COMMENT: The building, the tallest in Boston at the time, had been built in 1809, and was destroyed by fire on Nov. 3, 1818. It was said that it spread because of the shavings that had been stuffed into its walls and under its floors during construction.

Indian Treaty Signed

Treaty Ground, Oct. 19, 1818

We have just closed a treaty with the Chickasaw Indians, for all their claim in the states of Tennessee and Kentucky, containing about seven millions of acres, of the best lands in the western country, and washed by the Tennessee, Ohio and Mississippi rivers, for at least three hundred and fifty miles; for an annuity of twenty thousand dollars, for fifteen years. I am respectfully, &c. ANDREW JACKSON. — Nashville Whig.

COMMENT: That’s a total of $3,000,000 for 11,000 square miles, or a payment of $272 a square mile. Eventually, of course, the Chickasaw Indians were forced to move to the west of the Mississippi River.

“Attempt at Murder!”

It appears by the late New-York papers, that two of our naval “gentlemen,”...have lately had a meeting for the “honorable” purpose of killing each other!

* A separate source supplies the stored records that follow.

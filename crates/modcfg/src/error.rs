//! CLI error types with miette diagnostics.
//!
//! Maps `CoreError` and `ConfigError` variants into user-facing errors with
//! actionable help text.

use miette::Diagnostic;
use thiserror::Error;

use modcfg_config::ConfigError;
use modcfg_core::CoreError;

/// Process exit codes.
pub mod exit_code {
    pub const GENERAL: i32 = 1;
    pub const USAGE: i32 = 2;
    pub const AUTH: i32 = 3;
    pub const NOT_FOUND: i32 = 4;
    pub const CONNECTION: i32 = 7;
    pub const TIMEOUT: i32 = 8;
}

#[derive(Debug, Error, Diagnostic)]
pub enum CliError {
    // ── Connection ───────────────────────────────────────────────────
    #[error("Could not connect to {url}")]
    #[diagnostic(
        code(modcfg::connection_failed),
        help(
            "Check that the UI backend is reachable.\n\
             Reason: {reason}\n\
             Try: modcfg get --insecure"
        )
    )]
    ConnectionFailed { url: String, reason: String },

    #[error("TLS setup failed: {reason}")]
    #[diagnostic(
        code(modcfg::tls_error),
        help(
            "If the backend uses a self-signed certificate, pass --insecure (-k)\n\
             or set ca_cert in your profile."
        )
    )]
    TlsError { reason: String },

    #[error("Request timed out")]
    #[diagnostic(
        code(modcfg::timeout),
        help("Increase the timeout with --timeout or check backend responsiveness.")
    )]
    Timeout,

    // ── Authentication ───────────────────────────────────────────────
    #[error("Authentication failed (HTTP {status})")]
    #[diagnostic(
        code(modcfg::auth_failed),
        help(
            "Verify the bearer token for profile '{profile}'.\n\
             Set it with --token, MODCFG_TOKEN, token_env, or the system keyring."
        )
    )]
    AuthFailed { profile: String, status: u16 },

    #[error("No token configured for profile '{profile}'")]
    #[diagnostic(
        code(modcfg::no_credentials),
        help("The profile names a token_env that is unset. Export it or pass --token.")
    )]
    NoCredentials { profile: String },

    // ── Resources ────────────────────────────────────────────────────
    #[error("{resource_type} '{identifier}' not found")]
    #[diagnostic(
        code(modcfg::not_found),
        help("Check the ModuleConfig name passed with --name.")
    )]
    NotFound {
        resource_type: String,
        identifier: String,
    },

    // ── API ──────────────────────────────────────────────────────────
    #[error("API error ({code}): {message}")]
    #[diagnostic(code(modcfg::api_error))]
    ApiError { code: String, message: String },

    // ── Validation ───────────────────────────────────────────────────
    #[error("Invalid value for {field}: {reason}")]
    #[diagnostic(code(modcfg::validation))]
    Validation { field: String, reason: String },

    // ── Configuration ────────────────────────────────────────────────
    #[error("Profile '{name}' not found in configuration")]
    #[diagnostic(
        code(modcfg::profile_not_found),
        help("Available profiles: {available}")
    )]
    ProfileNotFound { name: String, available: String },

    #[error("No server configured")]
    #[diagnostic(
        code(modcfg::no_config),
        help(
            "Pass --server or set MODCFG_SERVER, or create a profile in\n\
             {path}"
        )
    )]
    NoConfig { path: String },

    #[error("Configuration error: {message}")]
    #[diagnostic(code(modcfg::config))]
    Config { message: String },

    // ── IO / Serialization ────────────────────────────────────────────
    #[error(transparent)]
    Io(#[from] std::io::Error),

    #[error("Cannot render output: {0}")]
    #[diagnostic(code(modcfg::render))]
    Render(String),
}

impl CliError {
    /// Map this error to an exit code for process termination.
    pub fn exit_code(&self) -> i32 {
        match self {
            Self::ConnectionFailed { .. } | Self::TlsError { .. } => exit_code::CONNECTION,
            Self::AuthFailed { .. } | Self::NoCredentials { .. } => exit_code::AUTH,
            Self::NotFound { .. } => exit_code::NOT_FOUND,
            Self::Timeout => exit_code::TIMEOUT,
            Self::Validation { .. } | Self::NoConfig { .. } | Self::ProfileNotFound { .. } => {
                exit_code::USAGE
            }
            _ => exit_code::GENERAL,
        }
    }
}

// ── CoreError → CliError mapping ─────────────────────────────────────

impl From<CoreError> for CliError {
    fn from(err: CoreError) -> Self {
        match err {
            CoreError::Transport(api) => from_api(&api),

            CoreError::Configuration { message } => CliError::Config { message },

            CoreError::UnknownVerb {
                resource_type,
                verb,
            } => CliError::ApiError {
                code: "unknown_verb".into(),
                message: format!("'{verb}' is not registered for {resource_type}"),
            },

            CoreError::Decode {
                resource_type,
                message,
            } => CliError::ApiError {
                code: "decode".into(),
                message: format!("{resource_type}: {message}"),
            },

            CoreError::MissingPrimaryKey {
                resource_type,
                pointer,
            } => CliError::ApiError {
                code: "decode".into(),
                message: format!("{resource_type} response has no {pointer}"),
            },

            CoreError::Detached => CliError::ApiError {
                code: "internal".into(),
                message: "resource outlived its cache".into(),
            },

            CoreError::Internal(message) => CliError::ApiError {
                code: "internal".into(),
                message,
            },
        }
    }
}

impl From<modcfg_api::Error> for CliError {
    fn from(err: modcfg_api::Error) -> Self {
        from_api(&err)
    }
}

fn from_api(err: &modcfg_api::Error) -> CliError {
    use modcfg_api::Error;

    match err {
        Error::Transport(e) if e.is_timeout() => CliError::Timeout,
        Error::Transport(e) => CliError::ConnectionFailed {
            url: e.url().map(ToString::to_string).unwrap_or_default(),
            reason: e.to_string(),
        },
        Error::ChannelConnect(reason) => CliError::ConnectionFailed {
            url: "cable".into(),
            reason: reason.clone(),
        },
        Error::ChannelClosed { reason } => CliError::ConnectionFailed {
            url: "cable".into(),
            reason: format!("closed by server: {reason}"),
        },
        Error::Tls(reason) => CliError::TlsError {
            reason: reason.clone(),
        },
        Error::Unauthorized { status } => CliError::AuthFailed {
            profile: "current".into(),
            status: *status,
        },
        Error::Http { status: 404, message, .. } => CliError::NotFound {
            resource_type: "ModuleConfig".into(),
            identifier: message.clone(),
        },
        Error::Http {
            status, message, ..
        } => CliError::ApiError {
            code: status.to_string(),
            message: message.clone(),
        },
        Error::InvalidUrl(e) => CliError::Validation {
            field: "server".into(),
            reason: e.to_string(),
        },
        Error::InvalidHeader(reason) => CliError::Validation {
            field: "token".into(),
            reason: reason.clone(),
        },
        Error::Deserialization { message, .. } => CliError::ApiError {
            code: "decode".into(),
            message: message.clone(),
        },
    }
}

// ── ConfigError → CliError mapping ───────────────────────────────────

impl From<ConfigError> for CliError {
    fn from(err: ConfigError) -> Self {
        match err {
            ConfigError::Validation { field, reason } => CliError::Validation { field, reason },
            ConfigError::UnknownProfile { profile } => CliError::ProfileNotFound {
                name: profile,
                available: String::new(),
            },
            ConfigError::NoCredentials { profile } => CliError::NoCredentials { profile },
            ConfigError::Io(e) => CliError::Io(e),
            other => CliError::Config {
                message: other.to_string(),
            },
        }
    }
}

One of them “honorably” fired his pistol, but did not succeed in killing; the other “gallantly” refused to fire; and having thus made a “magnanimous atonement,” the “affair” was “honorably terminated.”

It is not stated what “atonement” was made to HIM who hath said “Thou shalt not kill,” and who will judge the intentions of the heart! – Boston Recorder

COMMENT: A sarcastic reference to the duel between Marine Capt. John Heath and Cmdr. Oliver Hazard Perry, which we covered several weeks ago.